## What is needed
Repeat all the data word for word.

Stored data
--
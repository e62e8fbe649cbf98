//! S3-backed object storage for encrypted artifacts.
//!
//! Credentials and region come from the ambient AWS environment (environment
//! variables, profile, instance metadata); this code never reads them
//! directly.

use std::path::Path;

use async_trait::async_trait;
use aws_sdk_s3::primitives::ByteStream;
use aws_sdk_s3::Client;
use tracing::{error, info};

use crate::contract::{ObjectStore, StageError};

/// [`ObjectStore`] over a single S3 bucket.
pub struct S3Store {
    client: Client,
    bucket: String,
}

impl S3Store {
    pub fn new(client: Client, bucket: String) -> Self {
        Self { client, bucket }
    }

    /// Build a store from ambient AWS configuration.
    pub async fn new_from_env(bucket: String) -> Self {
        let aws_config = aws_config::defaults(aws_config::BehaviorVersion::latest())
            .load()
            .await;
        Self::new(Client::new(&aws_config), bucket)
    }
}

#[async_trait]
impl ObjectStore for S3Store {
    async fn bucket_exists(&self) -> Result<bool, StageError> {
        match self.client.head_bucket().bucket(&self.bucket).send().await {
            Ok(_) => Ok(true),
            Err(err) => {
                let service_err = err.into_service_error();
                if service_err.is_not_found() {
                    Ok(false)
                } else {
                    Err(StageError::Storage(format!(
                        "HeadBucket on '{}': {service_err}",
                        self.bucket
                    )))
                }
            }
        }
    }

    async fn put_object(&self, local_path: &Path, key: &str) -> Result<(), StageError> {
        let body = ByteStream::from_path(local_path)
            .await
            .map_err(|e| StageError::Upload {
                key: key.to_string(),
                reason: format!("open '{}' for upload: {e}", local_path.display()),
            })?;

        self.client
            .put_object()
            .bucket(&self.bucket)
            .key(key)
            .body(body)
            .send()
            .await
            .map_err(|e| {
                error!(key, bucket = %self.bucket, error = %e, "S3 PutObject failed");
                StageError::Upload {
                    key: key.to_string(),
                    reason: format!("S3 PutObject: {e}"),
                }
            })?;

        info!(key, bucket = %self.bucket, "object uploaded");
        Ok(())
    }
}
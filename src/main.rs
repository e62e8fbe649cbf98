use clap::Parser;
use git_keeper::cli::{run, Cli};

#[tokio::main]
async fn main() {
    // Load environment
    dotenv::dotenv().ok();

    // Initialize tracing for the CLI.
    tracing_subscriber::fmt::init();
    tracing::info!("git-keeper startup: tracing initialised, environment loaded");

    let cli = Cli::parse();
    match run(cli).await {
        Ok(()) => tracing::info!("git-keeper completed successfully"),
        Err(e) => {
            tracing::error!(error = %e, "git-keeper exited with error");
            std::process::exit(1);
        }
    }
}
--
## Solution for this problem
repository e62e8fbe649cbf98
//! S3-backed object storage for encrypted artifacts.
//!
//! Credentials and region come from the ambient AWS environment (environment
//! variables, profile, instance metadata); this code never reads them
//! directly.

use std::path::Path;

use async_trait::async_trait;
use aws_sdk_s3::primitives::ByteStream;
use aws_sdk_s3::Client;
use tracing::{error, info};

use crate::contract::{ObjectStore, StageError};

/// [`ObjectStore`] over a single S3 bucket.
pub struct S3Store {
    client: Client,
    bucket: String,
}

impl S3Store {
    pub fn new(client: Client, bucket: String) -> Self {
        Self { client, bucket }
    }

    /// Build a store from ambient AWS configuration.
    pub async fn new_from_env(bucket: String) -> Self {
        let aws_config = aws_config::defaults(aws_config::BehaviorVersion::latest())
            .load()
            .await;
        Self::new(Client::new(&aws_config), bucket)
    }
}

#[async_trait]
impl ObjectStore for S3Store {
    async fn bucket_exists(&self) -> Result<bool, StageError> {
        match self.client.head_bucket().bucket(&self.bucket).send().await {
            Ok(_) => Ok(true),
            Err(err) => {
                let service_err = err.into_service_error();
                if service_err.is_not_found() {
                    Ok(false)
                } else {
                    Err(StageError::Storage(format!(
                        "HeadBucket on '{}': {service_err}",
                        self.bucket
                    )))
                }
            }
        }
    }

    async fn put_object(&self, local_path: &Path, key: &str) -> Result<(), StageError> {
        let body = ByteStream::from_path(local_path)
            .await
            .map_err(|e| StageError::Upload {
                key: key.to_string(),
                reason: format!("open '{}' for upload: {e}", local_path.display()),
            })?;

        self.client
            .put_object()
            .bucket(&self.bucket)
            .key(key)
            .body(body)
            .send()
            .await
            .map_err(|e| {
                error!(key, bucket = %self.bucket, error = %e, "S3 PutObject failed");
                StageError::Upload {
                    key: key.to_string(),
                    reason: format!("S3 PutObject: {e}"),
                }
            })?;

        info!(key, bucket = %self.bucket, "object uploaded");
        Ok(())
    }
}
filename src/main.rs
repository e62e8fbe649cbf98
use clap::Parser;
use git_keeper::cli::{run, Cli};

#[tokio::main]
async fn main() {
    // Load environment
    dotenv::dotenv().ok();

    // Initialize tracing for the CLI.
    tracing_subscriber::fmt::init();
    tracing::info!("git-keeper startup: tracing initialised, environment loaded");

    let cli = Cli::parse();
    match run(cli).await {
        Ok(()) => tracing::info!("git-keeper completed successfully"),
        Err(e) => {
            tracing::error!(error = %e, "git-keeper exited with error");
            std::process::exit(1);
        }
    }
}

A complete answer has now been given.